◆ PROBLEM STATEMENT
In the response, the entries must appear exactly as supplied.

◆ Stored items
※ ※ ※
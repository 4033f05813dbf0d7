//! # lattice-core — Replicated document state for the Lattice simulator
//!
//! Defines the seam between the network simulation and the CRDT that
//! actually stores document state.
//!
//! ```text
//! ┌──────────────────┐  local_update / apply / merge / snapshot
//! │ lattice-collab   │ ─────────────────────────────────────────┐
//! │ (Broker, Peer)   │                                          ▼
//! └──────────────────┘                              ┌──────────────────────┐
//!                                                   │ ReplicatedLog (trait)│
//!                                                   └──────────┬───────────┘
//!                                                              │ impl
//!                                                   ┌──────────▼───────────┐
//!                                                   │ TextDocument (Yrs)   │
//!                                                   └──────────────────────┘
//! ```
//!
//! ## Modules
//!
//! - [`replica`] — `ReplicatedLog` trait, `UpdateOrigin`, `PeerId`, `LogError`
//! - [`document`] — Yrs-backed text document and its editor

pub mod replica;
pub mod document;

pub use replica::{LogError, PeerId, ReplicatedLog, UpdateOrigin};
pub use document::{DocumentSnapshot, TextDocument, TextEditor};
※ ※ ※
◆ EXPECTED ANSWER
repository 4033f05813dbf0d7
//! # lattice-core — Replicated document state for the Lattice simulator
//!
//! Defines the seam between the network simulation and the CRDT that
//! actually stores document state.
//!
//! ```text
//! ┌──────────────────┐  local_update / apply / merge / snapshot
//! │ lattice-collab   │ ─────────────────────────────────────────┐
//! │ (Broker, Peer)   │                                          ▼
//! └──────────────────┘                              ┌──────────────────────┐
//!                                                   │ ReplicatedLog (trait)│
//!                                                   └──────────┬───────────┘
//!                                                              │ impl
//!                                                   ┌──────────▼───────────┐
//!                                                   │ TextDocument (Yrs)   │
//!                                                   └──────────────────────┘
//! ```
//!
//! ## Modules
//!
//! - [`replica`] — `ReplicatedLog` trait, `UpdateOrigin`, `PeerId`, `LogError`
//! - [`document`] — Yrs-backed text document and its editor

pub mod replica;
pub mod document;

pub use replica::{LogError, PeerId, ReplicatedLog, UpdateOrigin};
pub use document::{DocumentSnapshot, TextDocument, TextEditor};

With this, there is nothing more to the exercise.